About halfway through my four-year stint at Food 4 Less I was given a raise and transferred to the store at 48th and Pioneers. The Night Manager at that store was apparently doing a bad job, so I became the Night Manager. That store had not yet switched over to being open 24 hours, so I assumed that I'd be working a similar shift to the one when I first became Night Manager at 48th & O. I assumed incorrectly. I was expected to cover not only the overnight stocking shift, but the second shift, starting at 4:00PM! Of course this schedule motivated me to get the truck stocked as quickly as possible, since any hours past midnight were essentially working for free. At first this was difficult to achieve. I inherited an unnecessarily large crew, many who had restrictions that made scheduling difficult. Two high school kids who couldn't work past midnight and would just leave at 12:00 with their aisles half done; a professional bowler who was only available on Tuesdays when he wasn't bowling; other people who had been promised no weekend shifts; friends of the owner's son...it went on and on. Most of the crew were lazy and slow. My solution was to be a hard-ass.

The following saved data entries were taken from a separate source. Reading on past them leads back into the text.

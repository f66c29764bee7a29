use num_rational::BigRational;
use std::collections::HashMap;
use std::sync::{Arc, PoisonError, RwLock};

use crate::builtin::Builtins;
use crate::errors::*;
use crate::parse::Lexer;
use crate::stack;
use crate::token::*;
use crate::value::Number;

/// Host hook for variables missing from the mapping passed to `calculate`.
/// `None` means the resolver does not know the identifier either.
pub trait VariableResolver<N>: Send + Sync {
    fn resolve_variable(&self, identifier: &str) -> Option<N>;
}

impl<N, F> VariableResolver<N> for F
where
    F: Fn(&str) -> Option<N> + Send + Sync,
{
    fn resolve_variable(&self, identifier: &str) -> Option<N> {
        self(identifier)
    }
}

struct CacheEntry<N> {
    // lexer generation the postfix form was built under
    generation: u64,
    postfix: Arc<Vec<Token<N>>>,
}

/// Expression evaluator: a lexer, a postfix cache keyed by the exact
/// expression text and an optional variable resolver.
///
/// ```
/// use std::collections::HashMap;
/// use mathcalc_lib::Calculator;
///
/// let calc = Calculator::new();
/// let mut vars = HashMap::new();
/// vars.insert("foo".to_string(), 5.0);
/// assert_eq!(calc.calculate("(3^2) * -2 + [foo]", &vars), Ok(-13.0));
/// ```
pub struct Calculator<N = f64> {
    lexer: Lexer<N>,
    cache: RwLock<HashMap<String, CacheEntry<N>>>,
    resolver: Option<Box<dyn VariableResolver<N>>>,
}

impl Default for Calculator<f64> {
    fn default() -> Self {
        Calculator::new()
    }
}

impl Calculator<f64> {
    /// Floating point calculator with the default operators, functions and constants
    pub fn new() -> Self {
        Calculator::from_lexer(Lexer::with_defaults())
    }
}

impl Calculator<BigRational> {
    /// Exact rational calculator: `7/6` stays `7/6`
    pub fn exact() -> Self {
        Calculator::from_lexer(Lexer::with_defaults())
    }
}

impl<N: Builtins> Calculator<N> {
    /// Builds a calculator from caller supplied registries. An empty list
    /// falls back to the backend defaults for that registry.
    pub fn with_registries(
        constants: Vec<ConstantDescriptor<N>>,
        functions: Vec<FunctionDescriptor<N>>,
        operators: Vec<OperatorDescriptor<N>>,
    ) -> CalcResult<Self> {
        let mut lexer = Lexer::new();
        lexer.fill_defaults(constants.is_empty(), functions.is_empty(), operators.is_empty());
        for c in constants {
            lexer.add_constant(&c.name, c.value);
        }
        for f in functions {
            lexer.add_function(f);
        }
        for op in operators {
            lexer.add_operator(op)?;
        }
        Ok(Calculator::from_lexer(lexer))
    }
}

impl<N: Number> Calculator<N> {
    pub fn from_lexer(lexer: Lexer<N>) -> Self {
        Calculator {
            lexer,
            cache: RwLock::new(HashMap::new()),
            resolver: None,
        }
    }

    pub fn with_resolver<R: VariableResolver<N> + 'static>(mut self, resolver: R) -> Self {
        self.set_resolver(resolver);
        self
    }

    pub fn set_resolver<R: VariableResolver<N> + 'static>(&mut self, resolver: R) -> &mut Self {
        self.resolver = Some(Box::new(resolver));
        self
    }

    pub fn clear_resolver(&mut self) -> &mut Self {
        self.resolver = None;
        self
    }

    pub fn lexer(&self) -> &Lexer<N> {
        &self.lexer
    }

    /// Direct registry access. Cached postfix forms built before a change
    /// are rebuilt on their next use.
    pub fn lexer_mut(&mut self) -> &mut Lexer<N> {
        &mut self.lexer
    }

    pub fn add_operator(&mut self, op: OperatorDescriptor<N>) -> CalcResult<&mut Self> {
        self.lexer.add_operator(op)?;
        Ok(self)
    }

    pub fn remove_operator(&mut self, name: &str) -> &mut Self {
        self.lexer.remove_operator(name);
        self
    }

    pub fn add_function(&mut self, func: FunctionDescriptor<N>) -> &mut Self {
        self.lexer.add_function(func);
        self
    }

    pub fn remove_function(&mut self, name: &str) -> &mut Self {
        self.lexer.remove_function(name);
        self
    }

    pub fn add_constant(&mut self, name: &str, value: N) -> &mut Self {
        self.lexer.add_constant(name, value);
        self
    }

    pub fn remove_constant(&mut self, name: &str) -> &mut Self {
        self.lexer.remove_constant(name);
        self
    }

    /// Variables referenced by every expression tokenized so far
    pub fn variables(&self) -> Vec<String> {
        self.lexer.variables()
    }

    /// Number of expressions with a cached postfix form
    pub fn cached_expressions(&self) -> usize {
        self.cache.read().unwrap_or_else(PoisonError::into_inner).len()
    }

    pub fn clear_cache(&self) {
        self.cache.write().unwrap_or_else(PoisonError::into_inner).clear();
    }

    fn cached_postfix(&self, expression: &str) -> Option<Arc<Vec<Token<N>>>> {
        let cache = self.cache.read().unwrap_or_else(PoisonError::into_inner);
        let entry = match cache.get(expression) {
            Some(entry) => entry,
            None => {
                tracing::trace!(expression, "postfix cache miss");
                return None;
            }
        };
        if entry.generation != self.lexer.generation() {
            tracing::debug!(
                expression,
                cached = entry.generation,
                current = self.lexer.generation(),
                "stale postfix entry"
            );
            return None;
        }
        tracing::trace!(expression, "postfix cache hit");
        Some(Arc::clone(&entry.postfix))
    }

    // tokenize and reorder once per expression text and registry generation
    fn postfix(&self, expression: &str) -> CalcResult<Arc<Vec<Token<N>>>> {
        if let Some(postfix) = self.cached_postfix(expression) {
            return Ok(postfix);
        }

        let tokens = self.lexer.tokenize(expression)?;
        let postfix = Arc::new(self.lexer.postfix(&tokens)?);
        let entry = CacheEntry {
            generation: self.lexer.generation(),
            postfix: Arc::clone(&postfix),
        };
        // a concurrent caller may have stored the same result already
        self.cache
            .write()
            .unwrap_or_else(PoisonError::into_inner)
            .insert(expression.to_string(), entry);
        Ok(postfix)
    }

    fn resolve(&self, offset: usize, name: &str, variables: &HashMap<String, N>) -> CalcResult<N> {
        if let Some(v) = variables.get(name) {
            return Ok(v.clone());
        }
        if let Some(v) = self.resolver.as_ref().and_then(|r| r.resolve_variable(name)) {
            return Ok(v);
        }
        Err(CalcError::UnknownVariable {
            offset,
            name: name.to_string(),
        })
    }

    /// Evaluates an expression. Variables are looked up in `variables`
    /// first, then through the resolver.
    pub fn calculate(&self, expression: &str, variables: &HashMap<String, N>) -> CalcResult<N> {
        let postfix = self.postfix(expression)?;
        stack::run(&postfix, |offset, name| self.resolve(offset, name, variables))
    }

    /// Evaluates an expression that references no variables, or only ones
    /// the resolver knows
    pub fn eval(&self, expression: &str) -> CalcResult<N> {
        self.calculate(expression, &HashMap::new())
    }
}
use thiserror::Error;

/// Result of any tokenize/reorder/evaluate/register operation
pub type CalcResult<T> = Result<T, CalcError>;

/// Every failure the calculator can report. Offsets are byte offsets into
/// the expression text and are meant for diagnostics only.
#[derive(Error, Debug, Clone, PartialEq)]
pub enum CalcError {
    /// Input bytes that match none of the token grammars
    #[error("Unknown token '{text}' at offset {offset}")]
    UnknownToken { offset: usize, text: String },
    /// Text matched the operator alternation but no registered operator claims it
    #[error("Unknown operator '{text}' at offset {offset}")]
    UnknownOperator { offset: usize, text: String },
    #[error("Unknown function '{name}' at offset {offset}")]
    UnknownFunction { offset: usize, name: String },
    #[error("Unknown constant '{name}' at offset {offset}")]
    UnknownConstant { offset: usize, name: String },
    /// Neither the explicit mapping nor the resolver knows the variable
    #[error("Unknown variable '{name}' at offset {offset}")]
    UnknownVariable { offset: usize, name: String },
    #[error("Mismatched parenthesis at offset {offset}")]
    IncorrectParenthesis { offset: usize },
    #[error("Incorrect expression at offset {offset}: {reason}")]
    IncorrectExpression { offset: usize, reason: &'static str },

    /// Operator descriptor rejected at registration
    #[error("Invalid operator '{name}': {reason}")]
    InvalidOperator { name: String, reason: String },
    /// The composite token pattern failed to compile
    #[error("Failed to compile token pattern: {0}")]
    InvalidPattern(String),
    /// Literal the active numeric backend cannot represent
    #[error("Failed to convert '{text}' at offset {offset} to a number")]
    InvalidNumber { offset: usize, text: String },

    #[error("'{0}' divided by zero")]
    DividedByZero(String),
    #[error("Invalid argument for function '{function}': {reason}")]
    InvalidArgument { function: String, reason: String },
}

impl CalcError {
    /// Offset of the offending token, when the error is tied to one
    pub fn offset(&self) -> Option<usize> {
        match self {
            CalcError::UnknownToken { offset, .. }
            | CalcError::UnknownOperator { offset, .. }
            | CalcError::UnknownFunction { offset, .. }
            | CalcError::UnknownConstant { offset, .. }
            | CalcError::UnknownVariable { offset, .. }
            | CalcError::IncorrectParenthesis { offset }
            | CalcError::IncorrectExpression { offset, .. }
            | CalcError::InvalidNumber { offset, .. } => Some(*offset),
            CalcError::InvalidOperator { .. }
            | CalcError::InvalidPattern(..)
            | CalcError::DividedByZero(..)
            | CalcError::InvalidArgument { .. } => None,
        }
    }
}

By "being a hard-ass" I mean strict enforcement of the rules. I got rid of the slackers by writing up and firing people for no-call/no-shows, lateness, insubordination, and anything else I could think of to cull the herd. Little by little the ones who didn't want to do the job either were fired or quit and I was left with a core of people who wanted to be there and were great stockers. Around this time the store was switched to being open 24 hours and I started coming in at 9:00PM instead of 4:00PM; the pressure to get done by midnight went away. One of my top people was Lonnie, who was literally a rocket scientist with several advanced degrees. He was fast and accurate - I could depend on him to get a lot done each night. Lee was a student from New Hampshire who had worked for me at my previous store. Lee's nickname was "Complete Bastard", after one of the characters on MYV's The Young Ones. There was Rudy, who at least once a night would run down an aisle and slide on his belly the rest of the way when he was done stocking an aisle. On paper we didn't have enough people to get the job done, but every one of them was head and shoulders above the average stocker. 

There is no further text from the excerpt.